━━ Records for this exercise ━━

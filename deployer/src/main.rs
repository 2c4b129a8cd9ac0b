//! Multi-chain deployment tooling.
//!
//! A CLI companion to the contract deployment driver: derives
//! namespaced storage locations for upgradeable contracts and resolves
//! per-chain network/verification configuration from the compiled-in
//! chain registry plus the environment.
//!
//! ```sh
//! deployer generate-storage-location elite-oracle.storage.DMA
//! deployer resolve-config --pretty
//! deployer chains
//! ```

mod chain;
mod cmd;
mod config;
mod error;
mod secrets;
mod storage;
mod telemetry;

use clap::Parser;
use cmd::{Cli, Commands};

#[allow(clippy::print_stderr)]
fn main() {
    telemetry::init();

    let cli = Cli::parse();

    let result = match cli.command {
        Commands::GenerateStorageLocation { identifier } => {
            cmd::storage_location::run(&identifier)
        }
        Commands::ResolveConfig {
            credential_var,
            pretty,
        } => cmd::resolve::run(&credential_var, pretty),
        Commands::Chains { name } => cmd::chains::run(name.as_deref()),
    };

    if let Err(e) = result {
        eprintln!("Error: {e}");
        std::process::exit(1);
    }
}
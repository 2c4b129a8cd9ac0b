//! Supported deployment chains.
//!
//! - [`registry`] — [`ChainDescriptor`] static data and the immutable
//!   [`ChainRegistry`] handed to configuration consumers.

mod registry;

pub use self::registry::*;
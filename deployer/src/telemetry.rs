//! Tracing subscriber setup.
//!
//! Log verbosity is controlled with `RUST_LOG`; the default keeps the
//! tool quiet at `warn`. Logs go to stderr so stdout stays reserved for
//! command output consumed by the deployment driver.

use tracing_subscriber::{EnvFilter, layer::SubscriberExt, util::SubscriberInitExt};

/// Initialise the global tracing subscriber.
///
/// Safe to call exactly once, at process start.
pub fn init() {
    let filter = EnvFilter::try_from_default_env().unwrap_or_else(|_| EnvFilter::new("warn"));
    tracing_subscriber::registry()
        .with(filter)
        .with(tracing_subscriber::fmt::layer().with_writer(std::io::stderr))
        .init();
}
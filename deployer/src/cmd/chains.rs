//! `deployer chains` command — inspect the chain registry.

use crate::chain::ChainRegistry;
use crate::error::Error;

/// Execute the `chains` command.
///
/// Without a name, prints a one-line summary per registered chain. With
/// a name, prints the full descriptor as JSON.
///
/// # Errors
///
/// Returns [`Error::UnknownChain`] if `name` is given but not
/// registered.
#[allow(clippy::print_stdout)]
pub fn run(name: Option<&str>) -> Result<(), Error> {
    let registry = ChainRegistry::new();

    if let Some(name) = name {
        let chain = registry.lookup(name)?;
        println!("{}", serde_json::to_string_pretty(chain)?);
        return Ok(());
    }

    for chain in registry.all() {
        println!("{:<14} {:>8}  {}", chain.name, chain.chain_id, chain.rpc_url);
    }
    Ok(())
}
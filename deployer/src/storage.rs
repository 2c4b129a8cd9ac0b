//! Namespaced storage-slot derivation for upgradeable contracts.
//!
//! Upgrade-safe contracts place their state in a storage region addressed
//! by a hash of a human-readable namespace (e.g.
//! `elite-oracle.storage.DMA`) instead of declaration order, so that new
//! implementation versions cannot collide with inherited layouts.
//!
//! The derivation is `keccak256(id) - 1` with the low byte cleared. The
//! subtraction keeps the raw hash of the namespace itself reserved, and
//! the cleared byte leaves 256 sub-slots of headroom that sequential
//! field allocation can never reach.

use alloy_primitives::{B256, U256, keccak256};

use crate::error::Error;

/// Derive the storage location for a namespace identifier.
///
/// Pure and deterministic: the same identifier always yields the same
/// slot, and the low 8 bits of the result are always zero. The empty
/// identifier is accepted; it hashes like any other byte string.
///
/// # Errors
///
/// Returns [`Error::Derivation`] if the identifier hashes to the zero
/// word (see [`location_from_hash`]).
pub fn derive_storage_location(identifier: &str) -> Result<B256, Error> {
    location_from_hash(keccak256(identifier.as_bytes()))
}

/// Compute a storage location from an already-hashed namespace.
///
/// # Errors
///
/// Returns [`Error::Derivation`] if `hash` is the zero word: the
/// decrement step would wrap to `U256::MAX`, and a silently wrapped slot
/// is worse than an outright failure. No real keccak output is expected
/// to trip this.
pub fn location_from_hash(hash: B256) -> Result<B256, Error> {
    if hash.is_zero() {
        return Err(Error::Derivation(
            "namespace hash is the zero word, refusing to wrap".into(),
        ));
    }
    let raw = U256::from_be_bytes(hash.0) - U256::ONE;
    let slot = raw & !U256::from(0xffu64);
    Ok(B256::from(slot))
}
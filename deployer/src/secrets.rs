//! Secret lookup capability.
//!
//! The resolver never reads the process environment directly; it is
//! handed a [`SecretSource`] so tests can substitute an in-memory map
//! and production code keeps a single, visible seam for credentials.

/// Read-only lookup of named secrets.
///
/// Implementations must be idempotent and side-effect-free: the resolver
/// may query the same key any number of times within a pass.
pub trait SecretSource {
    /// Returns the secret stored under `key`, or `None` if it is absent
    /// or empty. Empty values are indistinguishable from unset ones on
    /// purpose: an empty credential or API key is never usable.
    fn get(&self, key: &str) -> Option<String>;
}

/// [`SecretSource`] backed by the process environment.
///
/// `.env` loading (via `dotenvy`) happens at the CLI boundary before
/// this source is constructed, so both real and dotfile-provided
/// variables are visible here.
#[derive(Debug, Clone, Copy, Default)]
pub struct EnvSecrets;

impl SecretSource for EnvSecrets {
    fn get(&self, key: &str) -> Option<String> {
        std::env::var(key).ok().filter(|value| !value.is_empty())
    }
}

━━━

Each line of the entries that contains the word "never" should be listed.

//! field allocation can never reach.
//! The resolver never reads the process environment directly; it is
    /// purpose: an empty credential or API key is never usable.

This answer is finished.